Stefano Bonsignori or Buonsignori (died 21 September 1589, in Florence) was an Italian Olivetan monk and cartographer to Francesco I, Grand Duke of Tuscany. He was born in Florence and is most notable for his eponymous Bonsignori Map of Florence.

== Biography ==
Little is known about Bonsignori's life before he came to be in the service of the Medicis. He was born in Florence and became part of the Olivetan monastic order before being invited in 1575 to become Francesco's cartographer.
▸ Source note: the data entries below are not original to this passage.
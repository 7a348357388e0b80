//! Sales Orders domain module.
//!
//! This crate contains the sales-order model and its extension points,
//! implemented purely as deterministic domain logic (no IO, no HTTP, no
//! storage). Modules that add behavior to sales orders (default values for
//! line fields, shipment grouping criteria) implement the traits in
//! [`extension`] and are handed to the processing and grouping code paths
//! explicitly.

pub mod extension;
pub mod order;
pub mod process;
pub mod shipment;

pub use extension::{
    BatchWrite, FieldValue, LineDateDefault, LineUpdate, LineWriter, SaleExtensions,
    ShipmentKeyContributor, date_update,
};
pub use order::{LineType, REQUESTED_DELIVERY_DATE, Sale, SaleLine, SaleStatus};
pub use process::{apply_and_transition, process, stage_line_defaults};
pub use shipment::{GroupKey, KeyValue, MoveState, PLANNED_DATE, StockMove, plan_shipments};
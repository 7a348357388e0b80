//! Date derivation: the on-change computations for the requested delivery
//! date and for the shipping date it shadows.
//!
//! Both are pure functions of the line; nothing here persists.

use chrono::NaiveDate;

use entrega_sales::SaleLine;

/// Proposed value for the requested delivery date.
///
/// An explicit date already on the line wins, unchanged. Otherwise the value
/// falls out of [`shipping_date`].
pub fn requested_delivery_date(line: &SaleLine) -> Option<NaiveDate> {
    if line.requested_delivery_date.is_some() {
        return line.requested_delivery_date;
    }
    shipping_date(line)
}

/// The line's shipping date, requested-date aware.
///
/// With moves present, this defers to the host computation over the moves.
/// Without moves there is nothing to compute from yet, so the explicit
/// requested date is the answer (empty until one is recorded).
pub fn shipping_date(line: &SaleLine) -> Option<NaiveDate> {
    if !line.moves.is_empty() {
        line.shipping_date()
    } else {
        line.requested_delivery_date
    }
}
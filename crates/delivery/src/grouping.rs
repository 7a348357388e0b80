//! Shipment grouping by planned date.

use entrega_sales::{GroupKey, KeyValue, PLANNED_DATE, ShipmentKeyContributor, StockMove};

/// Group shipments by the move's own planned date, so one shipment is
/// created per distinct planned date.
///
/// Any planned-date entry already on the key (the sale-level date from the
/// base key) is dropped and a fresh per-move entry is prepended; the
/// remaining criteria keep their order.
pub struct PlannedDateGrouping;

impl ShipmentKeyContributor for PlannedDateGrouping {
    fn adjust(&self, key: GroupKey, mv: &StockMove) -> GroupKey {
        let mut adjusted: GroupKey = vec![(PLANNED_DATE, KeyValue::Date(mv.planned_date))];
        adjusted.extend(key.into_iter().filter(|(field, _)| *field != PLANNED_DATE));
        adjusted
    }
}
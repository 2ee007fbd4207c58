//! Objects sheets → fixed objects and nodes

use crate::error::ImportResult;
use crate::excel::Worksheet;
use crate::import::layout::{OBJECT_CLASS, OBJECT_LENGTH, OBJECT_NAME, OBJECT_PROPERTY_START, OBJECT_X};
use crate::import::properties::{apply_row_properties, HeaderColumns, OnFailure};
use crate::import::{drive_rows, Position, RowOutcome, SheetKind, SheetReport};
use crate::log::{ImportLog, Severity};
use crate::model::FacilityGraph;
use crate::types::{Location, Size};

/// Upserts one object per row: new names are created, known names updated
pub struct ObjectImporter<'a, G: FacilityGraph> {
    graph: &'a mut G,
    log: &'a mut dyn ImportLog,
}

impl<'a, G: FacilityGraph> ObjectImporter<'a, G> {
    pub fn new(graph: &'a mut G, log: &'a mut dyn ImportLog) -> Self {
        Self { graph, log }
    }

    /// Import every data row of an Objects sheet. Empty sheets yield `None`.
    pub fn import_sheet(
        &mut self,
        sheet: &Worksheet,
        position: &mut Position,
    ) -> ImportResult<Option<SheetReport>> {
        if sheet.is_empty() {
            return Ok(None);
        }

        let mut report = SheetReport::new(sheet.name(), SheetKind::Objects);
        let marker = format!(
            "Reading {} rows from Object sheet {}",
            sheet.last_row(),
            sheet.name()
        );
        position.stage(marker.clone());
        report.note(self.log, Severity::Information, marker);

        let headers = HeaderColumns::read(sheet, OBJECT_PROPERTY_START);
        drive_rows(sheet, position, &mut report, |row, marker, report| {
            self.import_row(sheet, row, marker, &headers, report)
        })?;

        let summary = format!(
            "Added {} objects and updated {} objects",
            report.added, report.updated
        );
        report.note(self.log, Severity::Information, summary);
        Ok(Some(report))
    }

    fn import_row(
        &mut self,
        sheet: &Worksheet,
        row: u32,
        marker: &str,
        headers: &HeaderColumns,
        report: &mut SheetReport,
    ) -> ImportResult<RowOutcome> {
        let (Some(class_name), Some(item_name)) = (
            sheet.required_text(row, OBJECT_CLASS),
            sheet.required_text(row, OBJECT_NAME),
        ) else {
            report.note(
                self.log,
                Severity::Warning,
                format!("{}: Empty ClassName or ItemName", marker),
            );
            return Ok(RowOutcome::SkipRow);
        };

        let coordinates = read_location(sheet, row);

        let id = match self.graph.find_object(&item_name) {
            None => {
                let location = coordinates.unwrap_or_default();
                let Some(id) = self.graph.create_object(&class_name, location) else {
                    report.note(
                        self.log,
                        Severity::Warning,
                        format!("{}: Cannot create object with className={}", marker, class_name),
                    );
                    return Ok(RowOutcome::SkipRow);
                };
                self.graph.set_object_name(id, &item_name)?;
                report.added += 1;
                id
            }
            Some(id) => {
                if let Some(location) = coordinates {
                    self.graph.set_location(id, location)?;
                }
                report.updated += 1;
                id
            }
        };

        let current = self.graph.size(id)?;
        let size = Size::new(
            size_axis(sheet.number(row, OBJECT_LENGTH), current.length),
            size_axis(sheet.number(row, OBJECT_LENGTH + 1), current.width),
            size_axis(sheet.number(row, OBJECT_LENGTH + 2), current.height),
        );
        self.graph.set_size(id, size)?;

        apply_row_properties(
            self.graph,
            id,
            sheet,
            row,
            headers,
            OnFailure::NextColumn,
            self.log,
            report,
        )?;

        Ok(RowOutcome::Continue)
    }
}

/// X, Y, Z when all three parse
fn read_location(sheet: &Worksheet, row: u32) -> Option<Location> {
    let x = sheet.number(row, OBJECT_X)?;
    let y = sheet.number(row, OBJECT_X + 1)?;
    let z = sheet.number(row, OBJECT_X + 2)?;
    Some(Location::new(x, y, z))
}

/// Unparsable and zero values keep the current extent
fn size_axis(parsed: Option<f64>, current: f64) -> f64 {
    match parsed {
        Some(value) if value != 0.0 => value,
        _ => current,
    }
}
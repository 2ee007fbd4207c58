//! End-to-end import tests against real .xlsx workbooks

mod common;

use common::*;
use facility_import::error::{ImportError, ImportResult};
use facility_import::excel::open_workbook;
use facility_import::import::{FacilityImporter, ImportOptions, ImportReport, SheetKind};
use facility_import::log::MemoryLog;
use facility_import::model::{ClassCatalog, FacilityGraph, FacilityModel, NetworkId, ObjectId};
use facility_import::types::{Location, Property, Size};
use pretty_assertions::assert_eq;
use tempfile::TempDir;

fn run(
    model: &mut impl FacilityGraph,
    sheets: &[Sheet],
    options: ImportOptions,
) -> (ImportResult<ImportReport>, MemoryLog) {
    let dir = TempDir::new().unwrap();
    let path = dir.path().join("layout.xlsx");
    write_workbook(&path, sheets);

    let workbook = open_workbook(&path).unwrap();
    let mut log = MemoryLog::new();
    let result = FacilityImporter::new(options).import_into(model, &workbook, &mut log);
    (result, log)
}

fn import(model: &mut FacilityModel, sheets: &[Sheet]) -> (ImportReport, MemoryLog) {
    let (result, log) = run(model, sheets, ImportOptions::default());
    (result.unwrap(), log)
}

fn new_model() -> FacilityModel {
    FacilityModel::new("Plant", ClassCatalog::standard())
}

fn nodes_sheet(name: &'static str) -> Sheet {
    sheet(
        name,
        vec![
            OBJECT_HEADER.to_vec(),
            vec![T("BasicNode"), T("A"), N(0.0), N(0.0), N(0.0)],
            vec![T("BasicNode"), T("B"), N(10.0), N(0.0), N(0.0)],
            vec![T("TransferNode"), T("C"), N(20.0), N(0.0), N(0.0)],
        ],
    )
}

fn link_row(class: &'static str, name: &'static str, from: &'static str, to: &'static str) -> Vec<Cell> {
    vec![T(class), T(name), T(from), T(to), T("Main")]
}

// ═══════════════════════════════════════════════════════════════════════════
// CLASSIFICATION AND PASS ORDER
// ═══════════════════════════════════════════════════════════════════════════

#[test]
fn test_sheets_classified_by_prefix() {
    let mut model = new_model();
    let (report, _) = import(
        &mut model,
        &[
            nodes_sheet("Objects-Floor1"),
            sheet(
                "Summary",
                vec![OBJECT_HEADER.to_vec(), vec![T("Server"), T("Ignored")]],
            ),
            sheet(
                "linksMain",
                vec![LINK_HEADER.to_vec(), link_row("Path", "AB", "A", "B")],
            ),
        ],
    );

    let names: Vec<&str> = report.sheets.iter().map(|s| s.sheet.as_str()).collect();
    assert_eq!(names, vec!["Objects-Floor1", "linksMain"]);
    assert!(model.object_by_name("Ignored").is_none());
    assert!(model.object_by_name("AB").is_some());
}

#[test]
fn test_links_sheet_before_objects_sheet() {
    let mut model = new_model();
    let (report, _) = import(
        &mut model,
        &[
            sheet(
                "Links",
                vec![LINK_HEADER.to_vec(), link_row("Path", "AB", "A", "B")],
            ),
            nodes_sheet("Objects"),
        ],
    );

    assert_eq!(report.sheets[0].kind, SheetKind::Objects);
    assert_eq!(report.added(SheetKind::Links), 1);
}

#[test]
fn test_workbook_without_importable_sheets() {
    let mut model = new_model();
    let (result, log) = run(
        &mut model,
        &[
            sheet("Vertices", vec![VERTEX_HEADER.to_vec()]),
            sheet("Notes", vec![vec![T("hello")]]),
        ],
        ImportOptions::default(),
    );

    assert!(matches!(result, Err(ImportError::NoImportableSheets)));
    assert_eq!(
        log.messages(),
        vec!["Workbook contains no valid object or link worksheets."]
    );
}

// ═══════════════════════════════════════════════════════════════════════════
// OBJECTS
// ═══════════════════════════════════════════════════════════════════════════

#[test]
fn test_objects_reimport_updates() {
    let mut model = new_model();
    let objects = || {
        sheet(
            "Objects",
            vec![
                OBJECT_HEADER.to_vec(),
                vec![T("Server"), T("Drill"), N(1.0), N(2.0), N(0.0), N(3.0), N(2.0), N(1.0)],
            ],
        )
    };

    let (first, _) = import(&mut model, &[objects()]);
    let (second, _) = import(&mut model, &[objects()]);

    assert_eq!(first.added(SheetKind::Objects), 1);
    assert_eq!(second.added(SheetKind::Objects), 0);
    assert_eq!(second.updated(SheetKind::Objects), 1);
    assert_eq!(model.objects().len(), 1);
    let drill = model.object_by_name("Drill").unwrap();
    assert_eq!(drill.location, Location::new(1.0, 2.0, 0.0));
    assert_eq!(drill.size, Size::new(3.0, 2.0, 1.0));
}

#[test]
fn test_zero_and_blank_sizes_keep_current_axis() {
    let mut model = new_model();
    let id = model.create_object("Server", Location::default()).unwrap();
    model.set_object_name(id, "Drill").unwrap();
    model.set_size(id, Size::new(10.0, 20.0, 30.0)).unwrap();

    import(
        &mut model,
        &[sheet(
            "Objects",
            vec![
                OBJECT_HEADER.to_vec(),
                vec![T("Server"), T("Drill"), Empty, Empty, Empty, N(0.0), T(""), N(40.0)],
            ],
        )],
    );

    assert_eq!(model.object(id).unwrap().size, Size::new(10.0, 20.0, 40.0));
}

#[test]
fn test_property_columns() {
    let mut model = new_model();
    let (report, log) = import(
        &mut model,
        &[sheet(
            "Objects",
            vec![
                header(&OBJECT_HEADER, &["initialcapacity", "ProcessingTime", "Colour"]),
                vec![
                    T("Server"), T("Drill"), N(0.0), N(0.0), N(0.0), Empty, Empty, Empty,
                    N(3.0), T("Random.Exponential(5)"), T("Red"),
                ],
                vec![
                    T("Server"), T("Lathe"), N(5.0), N(0.0), N(0.0), Empty, Empty, Empty,
                    T("two"), T("4"),
                ],
            ],
        )],
    );

    let drill = model.object_by_name("Drill").unwrap();
    assert_eq!(drill.property("InitialCapacity").unwrap().value, "3");
    assert_eq!(drill.property("ProcessingTime").unwrap().value, "Random.Exponential(5)");

    let lathe = model.object_by_name("Lathe").unwrap();
    assert_eq!(lathe.property("InitialCapacity").unwrap().value, "1");
    assert_eq!(lathe.property("ProcessingTime").unwrap().value, "4");

    assert_eq!(report.problems().count(), 1);
    assert!(log
        .messages()
        .contains(&"Property=InitialCapacity Value=two Err=expected a number"));
}

#[test]
fn test_repeating_property_from_cell() {
    let mut model = new_model();
    import(
        &mut model,
        &[sheet(
            "Objects",
            vec![
                header(&OBJECT_HEADER, &["AssignmentsOnEntering"]),
                vec![
                    T("Server"), T("Drill"), N(0.0), N(0.0), N(0.0), Empty, Empty, Empty,
                    T("1 Row;AssignmentsOnEnteringStateVariableName;ModelEntity.Picture~AssignmentsOnEnteringNewValue;1"),
                ],
            ],
        )],
    );

    let drill = model.object_by_name("Drill").unwrap();
    let assignments = drill.property("AssignmentsOnEntering").unwrap();
    assert_eq!(assignments.value, "1 Row");

    let table = assignments.repeating.as_ref().unwrap();
    assert_eq!(table.row_count(), 1);
    let row = &table.rows[0];
    assert_eq!(
        row.field("AssignmentsOnEnteringStateVariableName").unwrap().value,
        "ModelEntity.Picture"
    );
    assert_eq!(row.field("AssignmentsOnEnteringNewValue").unwrap().value, "1");
}

// ═══════════════════════════════════════════════════════════════════════════
// VERTICES AND LINKS
// ═══════════════════════════════════════════════════════════════════════════

#[test]
fn test_links_reimport_replaces() {
    let mut model = new_model();
    let sheets = || {
        vec![
            nodes_sheet("Objects"),
            sheet(
                "Links",
                vec![LINK_HEADER.to_vec(), link_row("Conveyor", "AB", "A", "B")],
            ),
        ]
    };

    let (first, _) = import(&mut model, &sheets());
    let (second, _) = import(&mut model, &sheets());

    assert_eq!(first.added(SheetKind::Links), 1);
    assert_eq!(second.added(SheetKind::Links), 0);
    assert_eq!(second.updated(SheetKind::Links), 1);
    assert_eq!(model.links().count(), 1);
    assert_eq!(model.networks().len(), 1);
}

#[test]
fn test_bad_vertex_row_halts_sheet() {
    let mut model = new_model();
    let (report, _) = import(
        &mut model,
        &[
            nodes_sheet("Objects"),
            sheet(
                "Vertices",
                vec![
                    VERTEX_HEADER.to_vec(),
                    vec![T("L1"), N(0.0), N(0.0), N(0.0)],
                    vec![T("L1"), N(1.0), N(0.0), N(0.0)],
                    vec![T("BAD"), T("x"), T("notanumber"), N(0.0)],
                    vec![T("L1"), N(5.0), N(5.0), N(5.0)],
                ],
            ),
            sheet(
                "Links",
                vec![LINK_HEADER.to_vec(), link_row("Path", "L1", "A", "B")],
            ),
        ],
    );

    assert_eq!(report.vertices_staged, 2);
    assert_eq!(report.sheet("Vertices").unwrap().aborted_at, Some(4));
    let link = model.object_by_name("L1").unwrap().link.as_ref().unwrap();
    assert_eq!(
        link.vertices,
        vec![Location::new(0.0, 0.0, 0.0), Location::new(1.0, 0.0, 0.0)]
    );
}

#[test]
fn test_vertices_can_be_switched_off() {
    let mut model = new_model();
    let (result, _) = run(
        &mut model,
        &[
            nodes_sheet("Objects"),
            sheet(
                "Vertices",
                vec![VERTEX_HEADER.to_vec(), vec![T("AB"), N(5.0), N(0.0), N(0.0)]],
            ),
            sheet(
                "Links",
                vec![LINK_HEADER.to_vec(), link_row("Path", "AB", "A", "B")],
            ),
        ],
        ImportOptions {
            import_vertices: false,
            ..Default::default()
        },
    );

    let report = result.unwrap();
    assert_eq!(report.vertices_staged, 0);
    assert!(report.sheet("Vertices").is_none());
    let link = model.object_by_name("AB").unwrap().link.as_ref().unwrap();
    assert!(link.vertices.is_empty());
}

#[test]
fn test_unresolved_endpoint_only_stops_its_sheet() {
    let mut model = new_model();
    let (report, log) = import(
        &mut model,
        &[
            nodes_sheet("Objects"),
            sheet(
                "Links1",
                vec![
                    LINK_HEADER.to_vec(),
                    link_row("Path", "XB", "Nowhere", "B"),
                    link_row("Path", "AB", "A", "B"),
                ],
            ),
            sheet(
                "Links2",
                vec![LINK_HEADER.to_vec(), link_row("TimePath", "BC", "B", "C")],
            ),
        ],
    );

    assert_eq!(report.sheet("Links1").unwrap().aborted_at, Some(2));
    assert!(model.object_by_name("AB").is_none());
    assert!(model.object_by_name("BC").is_some());
    assert!(log
        .messages()
        .contains(&"Sheet=Links1 Row=2: Cannot find 'from' node name Nowhere"));
}

#[test]
fn test_link_properties_skip_blank_headers() {
    let mut model = new_model();
    let mut link_header = LINK_HEADER.to_vec();
    link_header.extend([Empty, T("SpeedLimit")]);
    let mut row = link_row("Path", "AB", "A", "B");
    row.extend([T("junk"), N(2.5)]);

    import(
        &mut model,
        &[nodes_sheet("Objects"), sheet("Links", vec![link_header, row])],
    );

    let link = model.object_by_name("AB").unwrap();
    assert_eq!(link.property("SpeedLimit").unwrap().value, "2.5");
}

// ═══════════════════════════════════════════════════════════════════════════
// BATCHING AND FATAL ERRORS
// ═══════════════════════════════════════════════════════════════════════════

#[test]
fn test_import_is_one_model_change() {
    let mut model = new_model();
    let before = model.revision();

    import(
        &mut model,
        &[
            nodes_sheet("Objects"),
            sheet(
                "Links",
                vec![LINK_HEADER.to_vec(), link_row("Path", "AB", "A", "B")],
            ),
        ],
    );

    assert_eq!(model.revision(), before + 1);
}

/// A model whose objects cannot be resized
struct LockedSizes(FacilityModel);

impl FacilityGraph for LockedSizes {
    fn find_object(&self, name: &str) -> Option<ObjectId> {
        self.0.find_object(name)
    }
    fn is_node(&self, id: ObjectId) -> bool {
        self.0.is_node(id)
    }
    fn create_object(&mut self, class_name: &str, location: Location) -> Option<ObjectId> {
        self.0.create_object(class_name, location)
    }
    fn create_link(
        &mut self,
        class_name: &str,
        from: ObjectId,
        to: ObjectId,
        vertices: &[Location],
    ) -> Option<ObjectId> {
        self.0.create_link(class_name, from, to, vertices)
    }
    fn remove_object(&mut self, id: ObjectId) -> ImportResult<()> {
        self.0.remove_object(id)
    }
    fn set_object_name(&mut self, id: ObjectId, name: &str) -> ImportResult<()> {
        self.0.set_object_name(id, name)
    }
    fn set_location(&mut self, id: ObjectId, location: Location) -> ImportResult<()> {
        self.0.set_location(id, location)
    }
    fn size(&self, id: ObjectId) -> ImportResult<Size> {
        self.0.size(id)
    }
    fn set_size(&mut self, _id: ObjectId, _size: Size) -> ImportResult<()> {
        Err(ImportError::Host("sizes are locked".to_string()))
    }
    fn property_names(&self, id: ObjectId) -> ImportResult<Vec<String>> {
        self.0.property_names(id)
    }
    fn property_mut(&mut self, id: ObjectId, slot: usize) -> ImportResult<&mut Property> {
        self.0.property_mut(id, slot)
    }
    fn get_or_create_network(&mut self, name: &str) -> ImportResult<NetworkId> {
        self.0.get_or_create_network(name)
    }
    fn add_to_network(&mut self, link: ObjectId, network: NetworkId) -> ImportResult<()> {
        self.0.add_to_network(link, network)
    }
    fn bulk_update<F>(&mut self, f: F) -> ImportResult<()>
    where
        F: FnOnce(&mut Self) -> ImportResult<()>,
    {
        f(self)
    }
}

#[test]
fn test_host_failure_aborts_run_with_position() {
    let mut model = LockedSizes(new_model());
    let (result, _) = run(
        &mut model,
        &[
            nodes_sheet("Objects"),
            sheet(
                "Links",
                vec![LINK_HEADER.to_vec(), link_row("Path", "AB", "A", "B")],
            ),
        ],
        ImportOptions::default(),
    );

    let err = result.unwrap_err();
    match &err {
        ImportError::Aborted { marker, .. } => assert_eq!(marker, "Sheet=Objects Row=2"),
        other => panic!("expected an aborted run, got {other:?}"),
    }
    assert_eq!(
        err.to_string(),
        "Marker=Sheet=Objects Row=2 Err=Host model error: sizes are locked"
    );
    // Links were never reached
    assert!(model.0.object_by_name("AB").is_none());
}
According to a letter sent to the superior of his congregations, the Grand Duke intended to entrust him with the completion of the cycle of maps for the Guardaroba (cloakroom) in the Palazzo Vecchio, which remained unfinished after the dismissal of Ignazio Danti. Of the 53 cartographic panels painted on the doors of the cloakroom, 23 are by Bonsignori, with the most recent one being from 1589.

His famous axonometric map of Florence was created under the patronage of Francesco between 1576 and 1584 and etched by Bonaventura Billocardi. The prominence of the Arno River and the detailed depiction of a variety of often quite minor water-related structures is telling of the way in which water management had been an important aspect of the policies of Francesco's father, Cosimo I, whose achievements had transformed the city's landscape.

In 1588 his role as Grand Ducal cartographer was confirmed by Francesco's successor, Ferdinando I.

Stefano Bonsignori died in 1589 and was buried in the church of Santi Michele e Gaetano, but his tomb disappeared during the seventeenth-century reconstruction of the building.